Production Code officials approved the Hume-Maibaum script with only minor quibbles, which were easily resolved in later versions. The studio then made a halfhearted effort to recruit an American type to play Ed, the schoolteacher, briefly pursuing Richard Widmark for the part. But Mason had grown attached to the story, working closely with Hume and Maibaum, and he thought he might play the teacher after all, finessing the American accent. If Mason was going to produce the film, the studio was more than happy to have him
star in it as well.
After screening Rebel Without a Cause, Mason picked Ray from a list of director candidates supplied by 20th Century-Fox. Darryl Zanuck, the studio’s longtime chief, had just handed over the reins of production to a group of executives led by Buddy Adler, an old card-playing confederate of Ray’s. One of Adler’s right-hand men was Sid Rogell, once Ray’s nemesis at RKO, now the 20th Century-Fox studio manager. Rogell could attest that Ray had done everything and more asked of a contract director for Howard Hughes.
Twentieth Century-Fox was one of Hollywood’s venerable studios, with a long track record of quality and success under Zanuck, who tightly controlled the final product. By the time the director had signed his contract, the Hume-Maibaum script of “Ten Feet Tall” had been approved by Mason, the Production Code, and the studio officials substituting for Zanuck, with a start date for filming firmly on the calendar, two months hence.
Arriving back in Hollywood in early January, Ray met with Mason and told him that he wanted to improve the script as much as possible in the time remaining. “Would he like to meet the writers Cyril Hume and Richard Maibaum and brief them about the improvements that he had in mind?” Mason recalled asking. “No, he definitely did not.”

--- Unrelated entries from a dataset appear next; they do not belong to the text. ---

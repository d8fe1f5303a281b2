use crate::error::{EcoError, Result};
use crate::export::{graph_artifact, GraphArtifact, NodeArtifact};
use crate::types::{most_specific, FrozenGraph};
use serde::Serialize;
use std::collections::{BTreeMap, HashSet, VecDeque};
use std::path::Path;

/// Confidence of a match that ignored the move counters
const COUNTERS_IGNORED: f32 = 0.9;

/// Confidence lost per ply when the opening is inherited from an ancestor
const INHERITED_DECAY: f32 = 0.8;

/// Opening identified for a position
#[derive(Debug, Clone, PartialEq, Serialize)]
pub struct OpeningMatch {
    pub opening_name: String,
    pub eco_code: String,
    pub full_san_line: String,
    /// Key of the matched node
    pub fen: String,
    /// Depth of the node carrying the opening
    pub matching_depth: usize,
    /// 1.0 for an exact key with its own label; lower when the move counters
    /// were ignored or the opening was inherited from an earlier position
    pub confidence: f32,
    /// Other openings that end in the same position
    pub transpositions: Vec<String>,
    /// Theory moves available from here
    pub next_moves: Vec<String>,
}

/// Read-side view over a built or exported graph
#[derive(Debug, Clone, Default)]
pub struct OpeningBook {
    nodes: GraphArtifact,

    /// Placement, side, castling and en-passant fields -> smallest full key
    by_position: BTreeMap<String, String>,

    /// Child key -> parent keys, ascending
    parents: BTreeMap<String, Vec<String>>,
}

impl OpeningBook {
    pub fn from_artifact(nodes: GraphArtifact) -> Self {
        let mut by_position = BTreeMap::new();
        let mut parents: BTreeMap<String, Vec<String>> = BTreeMap::new();
        // Keys iterate in ascending order, so the first insert is the smallest
        // and parent lists come out sorted
        for (key, node) in &nodes {
            by_position
                .entry(position_fields(key))
                .or_insert_with(|| key.clone());
            for child in node.moves.values() {
                let list = parents.entry(child.clone()).or_default();
                if !list.contains(key) {
                    list.push(key.clone());
                }
            }
        }
        Self {
            nodes,
            by_position,
            parents,
        }
    }

    pub fn from_graph(graph: &FrozenGraph) -> Self {
        Self::from_artifact(graph_artifact(graph))
    }

    /// Load a full graph artifact from disk
    pub fn load(path: impl AsRef<Path>) -> Result<Self> {
        let path = path.as_ref();
        let text = std::fs::read_to_string(path).map_err(|source| EcoError::Io {
            path: path.to_path_buf(),
            source,
        })?;
        let nodes: GraphArtifact = serde_json::from_str(&text)?;
        log::info!("ECO theory loaded: {} positions", nodes.len());
        Ok(Self::from_artifact(nodes))
    }

    pub fn len(&self) -> usize {
        self.nodes.len()
    }

    pub fn is_empty(&self) -> bool {
        self.nodes.is_empty()
    }

    /// Find the node for `fen`, falling back to a match that ignores the
    /// halfmove and fullmove counters
    fn resolve(&self, fen: &str) -> Option<(&NodeArtifact, f32)> {
        if let Some(node) = self.nodes.get(fen.trim()) {
            return Some((node, 1.0));
        }
        let key = self.by_position.get(&position_fields(fen))?;
        self.nodes.get(key).map(|node| (node, COUNTERS_IGNORED))
    }

    /// Closest labeled position reached by walking moves backwards from
    /// `key`, with its distance in plies. Ties at equal distance go to the
    /// smallest key.
    pub fn nearest_named_ancestor(&self, key: &str) -> Option<(&NodeArtifact, usize)> {
        let mut queue = VecDeque::from([(key, 0usize)]);
        let mut seen = HashSet::from([key]);

        while let Some((current, distance)) = queue.pop_front() {
            if distance > 0 {
                if let Some(node) = self.nodes.get(current) {
                    if !node.openings.is_empty() {
                        return Some((node, distance));
                    }
                }
            }
            for parent in self.parents.get(current).into_iter().flatten() {
                if seen.insert(parent.as_str()) {
                    queue.push_back((parent.as_str(), distance + 1));
                }
            }
        }

        None
    }

    /// Identify the named opening for `fen`
    ///
    /// The most specific label is reported; the remaining labels on the node
    /// are listed as transpositions. A position past the end of every named
    /// line inherits the opening of its nearest labeled ancestor, with the
    /// confidence scaled down per ply walked back.
    pub fn identify(&self, fen: &str) -> Option<OpeningMatch> {
        let (node, confidence) = self.resolve(fen)?;
        let (named, confidence) = if node.openings.is_empty() {
            let (ancestor, distance) = self.nearest_named_ancestor(&node.fen)?;
            log::debug!(
                "{} inherits its opening from {} plies back",
                node.fen,
                distance
            );
            (ancestor, confidence * INHERITED_DECAY.powi(distance as i32))
        } else {
            (node, confidence)
        };
        let best = most_specific(&named.openings)?;

        Some(OpeningMatch {
            opening_name: best.name.clone(),
            eco_code: best.eco.clone(),
            full_san_line: best.full_line.clone(),
            fen: node.fen.clone(),
            matching_depth: named.depth,
            confidence,
            transpositions: named
                .openings
                .iter()
                .filter(|op| op.name != best.name)
                .map(|op| op.name.clone())
                .collect(),
            next_moves: node.moves.keys().cloned().collect(),
        })
    }

    /// Theory moves from `fen`, empty if the position is unknown
    pub fn theory_moves(&self, fen: &str) -> Vec<String> {
        self.resolve(fen)
            .map(|(node, _)| node.moves.keys().cloned().collect())
            .unwrap_or_default()
    }
}

fn position_fields(fen: &str) -> String {
    fen.split_whitespace().take(4).collect::<Vec<_>>().join(" ")
}

#[cfg(test)]
mod tests {
    use super::*;
    use crate::types::{OpeningLabel, PositionGraph};

    const START: &str = "rnbqkbnr/pppppppp/8/8/8/8/PPPPPPPP/RNBQKBNR w KQkq - 0 1";
    const E4: &str = "rnbqkbnr/pppppppp/8/8/4P3/8/PPPP1PPP/RNBQKBNR b KQkq - 0 1";

    const E4_E5: &str = "rnbqkbnr/pppp1ppp/8/4p3/4P3/8/PPPP1PPP/RNBQKBNR w KQkq - 0 2";
    const E4_E5_NF3: &str = "rnbqkbnr/pppp1ppp/8/4p3/4P3/5N2/PPPP1PPP/RNBQKB1R b KQkq - 1 2";

    fn label(name: &str) -> OpeningLabel {
        OpeningLabel {
            eco: "B00".to_string(),
            name: name.to_string(),
            full_line: "1. e4".to_string(),
        }
    }

    /// root -e4-> E4 (two labels) -e5-> E4_E5 -Nf3-> E4_E5_NF3, none below E4 named
    fn book() -> OpeningBook {
        let mut graph = PositionGraph::new(START);
        let root = graph.root();
        let (e4, _) = graph.ensure_node(E4, 1);
        let (e5, _) = graph.ensure_node(E4_E5, 2);
        let (nf3, _) = graph.ensure_node(E4_E5_NF3, 3);
        graph.insert_edge(root, "e4", e4);
        graph.insert_edge(e4, "e5", e5);
        graph.insert_edge(e5, "Nf3", nf3);
        for name in ["King's Pawn", "King's Pawn Opening"] {
            graph.attach_label(e4, label(name));
        }
        OpeningBook::from_graph(&graph.freeze())
    }

    #[test]
    fn test_identify_exact() {
        let found = book().identify(E4).unwrap();
        assert_eq!(found.opening_name, "King's Pawn Opening");
        assert_eq!(found.eco_code, "B00");
        assert_eq!(found.matching_depth, 1);
        assert_eq!(found.confidence, 1.0);
        assert_eq!(found.transpositions, vec!["King's Pawn".to_string()]);
        assert_eq!(found.next_moves, vec!["e5".to_string()]);
    }

    #[test]
    fn test_identify_ignores_move_counters() {
        let found = book()
            .identify("rnbqkbnr/pppppppp/8/8/4P3/8/PPPP1PPP/RNBQKBNR b KQkq - 3 9")
            .unwrap();
        assert_eq!(found.confidence, COUNTERS_IGNORED);
        assert_eq!(found.fen, E4);
    }

    #[test]
    fn test_unnamed_position_inherits_ancestor_opening() {
        let book = book();

        let found = book.identify(E4_E5_NF3).unwrap();
        assert_eq!(found.opening_name, "King's Pawn Opening");
        assert_eq!(found.fen, E4_E5_NF3);
        assert_eq!(found.matching_depth, 1);
        assert!(found.next_moves.is_empty());
        assert!(found.confidence < book.identify(E4_E5).unwrap().confidence);
        assert!(found.confidence < 1.0);

        let (ancestor, distance) = book.nearest_named_ancestor(E4_E5_NF3).unwrap();
        assert_eq!(ancestor.fen, E4);
        assert_eq!(distance, 2);
    }

    #[test]
    fn test_ancestor_walk_prefers_closest_label() {
        let mut graph = PositionGraph::new("root");
        let root = graph.root();
        let (a, _) = graph.ensure_node("A", 1);
        let (b, _) = graph.ensure_node("B", 2);
        let (c, _) = graph.ensure_node("C", 1);
        let (d, _) = graph.ensure_node("D", 3);
        graph.insert_edge(root, "a", a);
        graph.insert_edge(a, "b", b);
        graph.insert_edge(root, "c", c);
        graph.insert_edge(c, "d", b);
        graph.insert_edge(b, "e", d);
        graph.attach_label(root, label("Start"));
        graph.attach_label(c, label("Opening C"));
        let book = OpeningBook::from_graph(&graph.freeze());

        let (named, distance) = book.nearest_named_ancestor("D").unwrap();
        assert_eq!(named.fen, "C");
        assert_eq!(distance, 2);
        let (named, distance) = book.nearest_named_ancestor("A").unwrap();
        assert_eq!(named.fen, "root");
        assert_eq!(distance, 1);
    }

    #[test]
    fn test_unnamed_or_unknown_positions() {
        let book = book();
        assert!(book.identify(START).is_none());
        assert!(book.identify("8/8/8/8/8/8/8/8 w - - 0 1").is_none());
        assert!(book.nearest_named_ancestor(START).is_none());
        assert_eq!(book.theory_moves(START), vec!["e4".to_string()]);
        assert!(book.theory_moves("8/8/8/8/8/8/8/8 w - - 0 1").is_empty());
    }
}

In that case, Mason suggested that he and Ray could collaborate on the revisions, because “we both had experience,” in the star’s words.* The director said no, he preferred to hire his friend Clifford Odets, whose name would lend distinction to the film. (Ray had moved back into his bungalow at the Chateau Marmont, where Odets still lived.) But Mason was wary of the ex–Group Theatre playwright, who might be tempted to do too much, maybe start over from scratch. The star said no. Ray went over Mason’s head to Buddy Adler, but Adler also said no. Having lost that gambit, Ray plunged into script sessions with Mason.